1R14 Personnel Performance During Non-routine Plant Evolutions
a. Inspection Scope
The inspectors reviewed personnel performance during planned and unplanned plant evolutions and selected licensee event reports focusing on those involving personnel response to non-routine conditions. The review was performed to ascertain that operators responses were in accordance with the required procedures. In particular, the inspectors reviewed personnel performance during the following two plant events:
- Bottom head drain line temperature rate-of-change event on shutdown for refueling outage 1CR09 and
- Plant automatic shutdown following turbine generator trip on over voltage on March 22, 2004.
b. Findings
No findings of significance were identified.
1R15 Operability Evaluations
a. Inspection Scope
The inspectors reviewed the following operability determinations and evaluations affecting mitigating systems to determine whether operability was properly justified and the component or system remained available such that no unrecognized risk increase had occurred.
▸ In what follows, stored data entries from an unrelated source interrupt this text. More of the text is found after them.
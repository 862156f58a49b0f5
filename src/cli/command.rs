//! Command line surface

use super::validate::build_context;
use super::CliError;
use crate::pipeline::config::{DEFAULT_NODATA, DEFAULT_PRODUCT_ID, MAX_RETRIES};
use crate::pipeline::{PipelineDriver, PipelineError, PipelineReport};
use crate::platform::client::PlatformClient;
use crate::platform::config::PlatformConfig;
use crate::platform::ImageryPlatform;
use crate::tools::{ProcessRunner, ToolRunner};
use clap::Parser;
use std::path::PathBuf;
use std::str::FromStr;
use std::sync::Arc;
use tracing::info;

/// Stage reported for failures before the pipeline starts
const SETUP_STAGE: &str = "validating";

/// GeoTIFF Fetcher CLI
#[derive(Parser, Debug)]
#[command(name = "geotiff-fetcher")]
#[command(about = "Fetch imagery scenes or tiles and mosaic them into one GeoTIFF", long_about = None)]
#[command(version)]
pub struct Cli {
    /// Output GeoTIFF to create (.tif)
    pub tif_file: String,

    /// Product ID on the imagery platform
    #[arg(long, alias = "product_id", default_value = DEFAULT_PRODUCT_ID)]
    pub product_id: String,

    /// Bands to fetch (default: every band of the product)
    #[arg(long, num_args = 1..)]
    pub bands: Option<Vec<String>>,

    /// Start datetime (YYYY-MM-DD or YYYY-MM-DDTHH:MM:SS)
    #[arg(long, alias = "start_datetime")]
    pub start_datetime: Option<String>,

    /// End datetime (YYYY-MM-DD or YYYY-MM-DDTHH:MM:SS); a date covers the whole day
    #[arg(long, alias = "end_datetime")]
    pub end_datetime: Option<String>,

    /// Limit scenes to this region: a GeoJSON file or a named place
    #[arg(long)]
    pub geojson: Option<String>,

    /// Resolution in meters (requires --resample)
    #[arg(long)]
    pub resolution: Option<f64>,

    /// Tile size in pixels; fetches a tile grid instead of whole scenes
    #[arg(long)]
    pub tilesize: Option<u32>,

    /// GDAL resampling algorithm (near, bilinear, cubic, ...)
    #[arg(long)]
    pub resample: Option<String>,

    /// Number of concurrent fetches
    #[arg(long, alias = "num_workers", default_value_t = 1)]
    pub num_workers: usize,

    /// Nodata value to use in the GeoTIFF
    #[arg(long, default_value_t = DEFAULT_NODATA, allow_negative_numbers = true)]
    pub nodata: i32,

    /// Output spatial reference system
    #[arg(long)]
    pub srs: Option<String>,

    /// Memory for gdalwarp in MB
    #[arg(long, alias = "gdal_mem")]
    pub gdal_mem: Option<u32>,

    /// Vector file to clip the final GeoTIFF to
    #[arg(long)]
    pub cutline: Option<PathBuf>,

    /// Bucket to copy the final GeoTIFF to (gs://...)
    #[arg(long, alias = "gs_bucket")]
    pub gs_bucket: Option<String>,

    /// Remove the local GeoTIFF after copying it to the bucket
    #[arg(long, alias = "remove_local", default_value_t = false)]
    pub remove_local: bool,

    /// Verbose output (debug logs and a progress bar)
    #[arg(short, long, default_value_t = false)]
    pub verbose: bool,

    /// Directory the per-run working directory is created in (default: system temp)
    #[arg(long)]
    pub work_dir: Option<PathBuf>,

    /// Imagery platform base URL
    #[arg(long, env = "GEOTIFF_PLATFORM_URL")]
    pub platform_url: String,

    /// Imagery platform API token
    #[arg(long, env = "GEOTIFF_PLATFORM_TOKEN", hide_env_values = true)]
    pub platform_token: Option<String>,

    /// Maximum number of retries for failed platform requests (range: 0-20)
    #[arg(long, default_value_t = MAX_RETRIES, value_parser = clap::value_parser!(u32).range(0..=20))]
    pub max_retries: u32,

    /// Output format (json or human)
    #[arg(long, default_value = "human")]
    pub output_format: OutputFormat,
}

/// Output format options
#[derive(Debug, Clone, Copy, PartialEq, Eq)]
pub enum OutputFormat {
    /// JSON output
    Json,
    /// Human-readable output
    Human,
}

impl FromStr for OutputFormat {
    type Err = String;

    fn from_str(s: &str) -> Result<Self, Self::Err> {
        match s.to_lowercase().as_str() {
            "json" => Ok(OutputFormat::Json),
            "human" => Ok(OutputFormat::Human),
            _ => Err(format!("Invalid output format: {s}")),
        }
    }
}

impl Cli {
    /// Run against the configured platform with the GDAL tools on `PATH`
    pub async fn execute(&self) -> Result<PipelineReport, CliError> {
        let platform = match self.platform_client() {
            Ok(platform) => platform,
            Err(e) => {
                self.report_setup_failure(&e);
                return Err(e);
            }
        };

        self.execute_with(platform, Arc::new(ProcessRunner::new()))
            .await
    }

    /// Run against explicit collaborators
    pub async fn execute_with(
        &self,
        platform: Arc<dyn ImageryPlatform>,
        tools: Arc<dyn ToolRunner>,
    ) -> Result<PipelineReport, CliError> {
        let context = match build_context(self, platform.as_ref()).await {
            Ok(context) => context,
            Err(e) => {
                let e = CliError::from(e);
                self.report_setup_failure(&e);
                return Err(e);
            }
        };
        info!(
            product = %context.product_id,
            output = %context.output_path.display(),
            workers = context.num_workers.get(),
            tile_mode = context.is_tile_mode(),
            "Starting pipeline"
        );

        let mut driver = PipelineDriver::new(Arc::new(context), platform, tools);
        let result = driver.run().await;

        match self.output_format {
            OutputFormat::Json => output_json(&result),
            OutputFormat::Human => output_human(&result),
        }

        Ok(result?)
    }

    fn platform_client(&self) -> Result<Arc<dyn ImageryPlatform>, CliError> {
        if self.platform_url.trim().is_empty() {
            return Err(CliError::InvalidArgument(
                "--platform-url must not be empty".to_string(),
            ));
        }

        let config = PlatformConfig::new(self.platform_url.trim())
            .with_token(self.platform_token.clone())
            .with_max_retries(self.max_retries);
        Ok(Arc::new(PlatformClient::new(config)?))
    }

    // Failures before the pipeline starts; main logs them, JSON callers also
    // get a result object on stdout
    fn report_setup_failure(&self, error: &CliError) {
        if self.output_format == OutputFormat::Json {
            println!("{}", setup_failure_json(error));
        }
    }
}

fn setup_failure_json(error: &CliError) -> serde_json::Value {
    serde_json::json!({
        "success": false,
        "stage": SETUP_STAGE,
        "work_dir": null,
        "error": error.to_string(),
    })
}

/// Output result as JSON
fn output_json(result: &Result<PipelineReport, PipelineError>) {
    let output = match result {
        Ok(report) => serde_json::json!({
            "success": true,
            "output_path": report.output_path.display().to_string(),
            "uploaded_to": report.uploaded_to,
            "local_removed": report.local_removed,
            "units": report.summary,
            "states": report.states,
            "error": null,
        }),
        Err(e) => serde_json::json!({
            "success": false,
            "stage": e.stage,
            "work_dir": e.work_dir.as_ref().map(|d| d.display().to_string()),
            "error": e.to_string(),
        }),
    };

    println!("{output}");
}

/// Output result in human-readable format
fn output_human(result: &Result<PipelineReport, PipelineError>) {
    match result {
        Ok(report) => {
            println!("\nGeoTIFF completed successfully!");
            if report.local_removed {
                println!("Output: {} (removed locally)", report.output_path.display());
            } else {
                println!("Output: {}", report.output_path.display());
            }
            if let Some(remote) = &report.uploaded_to {
                println!("Uploaded: {remote}");
            }
            println!("Units: {}", report.summary.total);
            println!("Rasters written: {}", report.summary.written);
            if report.summary.no_data > 0 {
                println!("Units without data: {}", report.summary.no_data);
            }
            if report.summary.failed > 0 {
                println!("Units failed: {}", report.summary.failed);
            }
        }
        Err(e) => {
            eprintln!("\nGeoTIFF pipeline failed!");
            eprintln!("Error: {e}");
            if let Some(work_dir) = &e.work_dir {
                eprintln!("Working directory kept at {}", work_dir.display());
            }
        }
    }
}
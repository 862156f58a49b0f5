//! Integration tests for rasterizing work units through the dispatcher

use crate::support::{entries, grid, FakePlatform, FAKE_TIFF};
use geotiff_fetcher::pipeline::{
    DispatchError, DispatchSummary, ParallelDispatcher, PipelineContext, RasterizeError, Rasterizer,
};
use geotiff_fetcher::output::path::raster_path_for_prefix;
use geotiff_fetcher::output::raster_path;
use geotiff_fetcher::platform::ImageryPlatform;
use geotiff_fetcher::{FetchResult, SceneId, WorkUnit};
use std::collections::BTreeSet;
use std::num::NonZeroUsize;
use std::path::Path;
use std::sync::Arc;
use tempfile::TempDir;

const PRODUCT: &str = "landsat:LC08:01:RT:TOAR";

fn rasterizer(platform: Arc<FakePlatform>, work_dir: &Path) -> Rasterizer {
    let platform: Arc<dyn ImageryPlatform> = platform;
    let context = PipelineContext::new(PRODUCT, "/tmp/out.tif").with_bands(Some(vec!["red".into()]));
    Rasterizer::new(platform, Arc::new(context), work_dir)
}

async fn run(
    rasterizer: Rasterizer,
    units: Vec<WorkUnit>,
    workers: usize,
) -> Result<Vec<FetchResult>, DispatchError> {
    ParallelDispatcher::new(NonZeroUsize::new(workers).unwrap())
        .dispatch(units, move |unit| {
            let rasterizer = rasterizer.clone();
            async move { rasterizer.rasterize(unit).await }
        })
        .await
}

fn scenes(ids: &[&str]) -> Vec<WorkUnit> {
    ids.iter().map(|id| WorkUnit::Scene(SceneId::from(*id))).collect()
}

fn written_names(results: &[FetchResult]) -> BTreeSet<String> {
    results
        .iter()
        .filter_map(FetchResult::output_path)
        .map(|p| p.file_name().unwrap().to_string_lossy().into_owned())
        .collect()
}

#[tokio::test]
async fn test_scene_written_under_key() {
    let temp_dir = TempDir::new().unwrap();
    let platform = Arc::new(FakePlatform::new(PRODUCT));
    let rasterizer = rasterizer(platform.clone(), temp_dir.path());

    let key = "landsat:LC08:01:RT:TOAR:meta_LC08_1";
    let result = rasterizer.rasterize(WorkUnit::Scene(SceneId::from(key))).await.unwrap();

    let path = result.output_path().unwrap();
    assert_eq!(path, raster_path(temp_dir.path(), key));
    assert_eq!(std::fs::read(path).unwrap(), FAKE_TIFF);
    assert_eq!(entries(temp_dir.path()).len(), 1, "no partial files left behind");

    let rasters = platform.rasters.lock().unwrap();
    assert_eq!(rasters[0].bands.as_deref(), Some(&["red".to_string()][..]));
    assert_eq!(rasters[0].dltile, None);
}

#[tokio::test]
async fn test_written_path_follows_request_prefix() {
    let temp_dir = TempDir::new().unwrap();
    let tile = grid(1, 1, 512, 30.0).remove(0);
    let platform = Arc::new(FakePlatform::new(PRODUCT).with_tile_scenes(&tile.key, &["s1"]));
    let rasterizer = rasterizer(platform, temp_dir.path());

    let request = rasterizer.request_for(WorkUnit::Tile(tile.clone()));
    assert_eq!(request.output_prefix.parent(), Some(temp_dir.path()));

    let result = rasterizer.rasterize(WorkUnit::Tile(tile)).await.unwrap();
    assert_eq!(result.output_path(), Some(raster_path_for_prefix(&request.output_prefix).as_path()));
}

#[tokio::test]
async fn test_tile_without_scenes_is_no_data() {
    let temp_dir = TempDir::new().unwrap();
    let tiles = grid(1, 2, 512, 30.0);
    let platform = Arc::new(
        FakePlatform::new(PRODUCT)
            .with_tile_scenes(&tiles[0].key, &["s1", "s2"])
            .with_empty_raster(&tiles[0].key),
    );
    let rasterizer = rasterizer(platform.clone(), temp_dir.path());

    // Scenes exist but the raster is empty
    let first = rasterizer.rasterize(WorkUnit::Tile(tiles[0].clone())).await.unwrap();
    assert_eq!(first, FetchResult::no_data(&tiles[0].key));

    // No scenes at all; no raster call is made
    let second = rasterizer.rasterize(WorkUnit::Tile(tiles[1].clone())).await.unwrap();
    assert_eq!(second, FetchResult::no_data(&tiles[1].key));

    assert_eq!(platform.rasters.lock().unwrap().len(), 1);
    assert!(entries(temp_dir.path()).is_empty());

    let searches = platform.searches.lock().unwrap();
    assert_eq!(searches.len(), 2);
    assert!(searches.iter().all(|q| q.dltile.is_some() && q.limit.is_none()));
}

#[tokio::test]
async fn test_tile_composites_all_scenes() {
    let temp_dir = TempDir::new().unwrap();
    let tile = grid(1, 1, 512, 30.0).remove(0);
    let platform = Arc::new(FakePlatform::new(PRODUCT).with_tile_scenes(&tile.key, &["s1", "s2"]));
    let rasterizer = rasterizer(platform.clone(), temp_dir.path());

    let result = rasterizer.rasterize(WorkUnit::Tile(tile.clone())).await.unwrap();
    assert!(result.is_success());

    let rasters = platform.rasters.lock().unwrap();
    assert_eq!(rasters[0].ids, vec!["s1".to_string(), "s2".to_string()]);
    assert_eq!(rasters[0].dltile.as_ref(), Some(&tile.feature));
}

#[tokio::test]
async fn test_empty_scene_raster_is_error() {
    let temp_dir = TempDir::new().unwrap();
    let platform = Arc::new(FakePlatform::new(PRODUCT).with_empty_raster("s1"));
    let err = rasterizer(platform, temp_dir.path())
        .rasterize(WorkUnit::Scene(SceneId::from("s1")))
        .await
        .unwrap_err();
    assert!(matches!(err, RasterizeError::MissingScene(_)));
}

#[tokio::test]
async fn test_non_tiff_payload_rejected() {
    let temp_dir = TempDir::new().unwrap();
    let platform = Arc::new(FakePlatform::new(PRODUCT).with_garbage_raster("s1"));
    let err = rasterizer(platform, temp_dir.path())
        .rasterize(WorkUnit::Scene(SceneId::from("s1")))
        .await
        .unwrap_err();
    assert!(matches!(err, RasterizeError::InvalidRaster(_)));
    assert!(entries(temp_dir.path()).is_empty());
}

#[tokio::test]
async fn test_sequential_and_parallel_write_same_files() {
    let ids = ["a", "b", "c", "d", "e", "f"];

    let sequential_dir = TempDir::new().unwrap();
    let platform = Arc::new(FakePlatform::new(PRODUCT).with_empty_raster("x"));
    let sequential = run(rasterizer(platform.clone(), sequential_dir.path()), scenes(&ids), 1)
        .await
        .unwrap();

    let parallel_dir = TempDir::new().unwrap();
    let parallel = run(rasterizer(platform, parallel_dir.path()), scenes(&ids), 4)
        .await
        .unwrap();

    assert_eq!(sequential.len(), ids.len());
    assert_eq!(parallel.len(), ids.len());
    assert_eq!(written_names(&sequential), written_names(&parallel));
}

#[tokio::test]
async fn test_parallel_failure_isolated() {
    let temp_dir = TempDir::new().unwrap();
    let platform = Arc::new(FakePlatform::new(PRODUCT).with_failing_raster("c"));

    let results = run(rasterizer(platform, temp_dir.path()), scenes(&["a", "b", "c", "d"]), 3)
        .await
        .unwrap();

    assert_eq!(results.len(), 4);
    let summary = DispatchSummary::from_results(&results);
    assert_eq!(summary.written, 3);
    assert_eq!(summary.failed, 1);

    let failed = results.iter().find(|r| !r.is_success()).unwrap();
    assert_eq!(failed.key, "c");
    assert!(failed.error().unwrap().contains("connection reset"));

    for result in results.iter().filter(|r| r.is_success()) {
        assert!(result.output_path().unwrap().exists());
    }
}

#[tokio::test]
async fn test_sequential_failure_aborts() {
    let temp_dir = TempDir::new().unwrap();
    let platform = Arc::new(FakePlatform::new(PRODUCT).with_failing_raster("b"));

    let err = run(rasterizer(platform.clone(), temp_dir.path()), scenes(&["a", "b", "c"]), 1)
        .await
        .unwrap_err();

    let DispatchError::Fetch { key, source } = err;
    assert_eq!(key, "b");
    assert!(matches!(source, RasterizeError::Fetch(_)));
    // "c" was never requested
    assert_eq!(platform.rasters.lock().unwrap().len(), 2);
}

#[tokio::test]
async fn test_parallel_colliding_keys_write_separate_files() {
    let temp_dir = TempDir::new().unwrap();
    let platform = Arc::new(FakePlatform::new(PRODUCT));
    let ids = ["x:y", "x/y", "x_y", "x y"];

    let results = run(rasterizer(platform, temp_dir.path()), scenes(&ids), 4)
        .await
        .unwrap();

    assert!(results.iter().all(FetchResult::is_success));
    assert_eq!(written_names(&results).len(), ids.len());
    assert_eq!(entries(temp_dir.path()).len(), ids.len());
}
//! Validated run configuration
//!
//! A [`PipelineContext`] is assembled once (normally by `cli::validate`) and
//! shared read-only with every component through an `Arc`.

use crate::pipeline::config::{DEFAULT_NODATA, DEFAULT_PRODUCT_ID};
use crate::storage::BucketUri;
use crate::tools::gdal::{ResampleAlg, WarpOptions};
use crate::TimeRange;
use serde_json::Value;
use std::num::NonZeroUsize;
use std::path::PathBuf;

/// Everything a pipeline run needs to know
#[derive(Debug, Clone)]
pub struct PipelineContext {
    /// Final GeoTIFF path
    pub output_path: PathBuf,
    /// Platform product identifier
    pub product_id: String,
    /// Requested bands; `None` means every band
    pub bands: Option<Vec<String>>,
    /// Acquisition window
    pub time_range: TimeRange,
    /// Area of interest as a GeoJSON geometry
    pub area: Option<Value>,
    /// Target pixel size in meters
    pub resolution: Option<f64>,
    /// Tile edge length in pixels; enables tile mode
    pub tilesize: Option<u32>,
    /// Resampling algorithm for post-processing
    pub resample: Option<ResampleAlg>,
    /// Concurrent fetches
    pub num_workers: NonZeroUsize,
    /// Nodata value for mosaic and warp
    pub nodata: i32,
    /// Target SRS for post-processing
    pub srs: Option<String>,
    /// GDAL cache and warp memory in MB
    pub gdal_mem_mb: Option<u32>,
    /// Vector file to clip the result to
    pub cutline: Option<PathBuf>,
    /// Upload destination
    pub bucket: Option<BucketUri>,
    /// Delete the local GeoTIFF after upload
    pub remove_local: bool,
    /// Verbose output (progress bar, debug logs)
    pub verbose: bool,
    /// Directory the per-run working directory is created in
    pub work_dir_base: PathBuf,
}

impl PipelineContext {
    /// Scene-mode run over every area and time, one worker, no post-processing
    pub fn new(product_id: impl Into<String>, output_path: impl Into<PathBuf>) -> Self {
        Self {
            output_path: output_path.into(),
            product_id: product_id.into(),
            bands: None,
            time_range: TimeRange::unbounded(),
            area: None,
            resolution: None,
            tilesize: None,
            resample: None,
            num_workers: NonZeroUsize::MIN,
            nodata: DEFAULT_NODATA,
            srs: None,
            gdal_mem_mb: None,
            cutline: None,
            bucket: None,
            remove_local: false,
            verbose: false,
            work_dir_base: std::env::temp_dir(),
        }
    }

    /// Restrict to these bands
    pub fn with_bands(mut self, bands: Option<Vec<String>>) -> Self {
        self.bands = bands;
        self
    }

    /// Set the acquisition window
    pub fn with_time_range(mut self, time_range: TimeRange) -> Self {
        self.time_range = time_range;
        self
    }

    /// Set the area of interest
    pub fn with_area(mut self, area: Option<Value>) -> Self {
        self.area = area;
        self
    }

    /// Set the target resolution
    pub fn with_resolution(mut self, resolution: Option<f64>) -> Self {
        self.resolution = resolution;
        self
    }

    /// Set the tile size, enabling tile mode
    pub fn with_tilesize(mut self, tilesize: Option<u32>) -> Self {
        self.tilesize = tilesize;
        self
    }

    /// Set the resampling algorithm
    pub fn with_resample(mut self, resample: Option<ResampleAlg>) -> Self {
        self.resample = resample;
        self
    }

    /// Set the worker count
    pub fn with_num_workers(mut self, num_workers: NonZeroUsize) -> Self {
        self.num_workers = num_workers;
        self
    }

    /// Set the nodata value
    pub fn with_nodata(mut self, nodata: i32) -> Self {
        self.nodata = nodata;
        self
    }

    /// Set the target SRS
    pub fn with_srs(mut self, srs: Option<String>) -> Self {
        self.srs = srs;
        self
    }

    /// Set the GDAL memory budget
    pub fn with_gdal_mem_mb(mut self, gdal_mem_mb: Option<u32>) -> Self {
        self.gdal_mem_mb = gdal_mem_mb;
        self
    }

    /// Set the cutline
    pub fn with_cutline(mut self, cutline: Option<PathBuf>) -> Self {
        self.cutline = cutline;
        self
    }

    /// Set the upload destination
    pub fn with_bucket(mut self, bucket: Option<BucketUri>, remove_local: bool) -> Self {
        self.bucket = bucket;
        self.remove_local = remove_local;
        self
    }

    /// Enable verbose output
    pub fn with_verbose(mut self, verbose: bool) -> Self {
        self.verbose = verbose;
        self
    }

    /// Set where the per-run working directory is created
    pub fn with_work_dir_base(mut self, base: impl Into<PathBuf>) -> Self {
        self.work_dir_base = base.into();
        self
    }

    /// Tile mode: a tile size was requested
    pub fn is_tile_mode(&self) -> bool {
        self.tilesize.is_some()
    }

    /// The merged GeoTIFF gets a final warp
    pub fn wants_post_processing(&self) -> bool {
        self.resolution.is_some() || self.srs.is_some()
    }

    /// The result is copied to a bucket
    pub fn wants_upload(&self) -> bool {
        self.bucket.is_some()
    }

    /// Options for the final warp
    ///
    /// The resolution is only passed on when a resampling algorithm goes
    /// with it.
    pub fn warp_options(&self) -> WarpOptions {
        WarpOptions {
            nodata: self.nodata,
            cutline: self.cutline.clone(),
            resolution: self.resolution.zip(self.resample),
            srs: self.srs.clone(),
            threads: self.num_workers.get(),
            memory_mb: self.gdal_mem_mb,
        }
    }
}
The inspectors completed five samples of the operability determinations and evaluations.
- Division-1 Emergency Diesel Generator with mis-matched engine output,
- High Pressure Core Spray (HPCS) water hammer evaluation,
- OE 197883, Division 3 Degraded Voltage Time Delay, Revision 0,
- Operability determination associated with CR 200534 HPCS water hammer during Division 3 integrated testing, and
b. Findings
No findings of significance were identified.
1R16 Operator Workarounds
Cumulative Effects of Operator Workarounds
a. Inspection Scope
The inspectors completed a cumulative effect review of all open operator workarounds on the reliability, availability and potential for misoperating a system. Additionally, the inspectors evaluated the effect of the operator workaround on the operators ability to implement abnormal or emergency operating procedures.
b. Findings
No findings of significance were identified.
1R17 Permanent Plant Modifications
a. Inspection Scope
The inspectors reviewed one permanent plant modification to verify that the instructions were consistent with applicable design modification documents and that the modifications did not adversely impact system operability or availability. The inspectors interviewed operations, engineering and maintenance personnel as appropriate and reviewed the design modification documents and the 10 CFR 50 Part 50.59 evaluations against the applicable portions of the USAR. The documents listed at the end of this report were also used by the inspectors to evaluate this area.
The inspectors also verified that permanent plant modifications performed during increased risk-significant configurations do not place the plant in an unsafe condition.
The inspectors reviewed the following design change package:
- Engineering Change 339004 Rev. 1, Change Boron 10 enrichment in standby liquid control tank, WO#489967.
b. Findings
No findings of significance were identified.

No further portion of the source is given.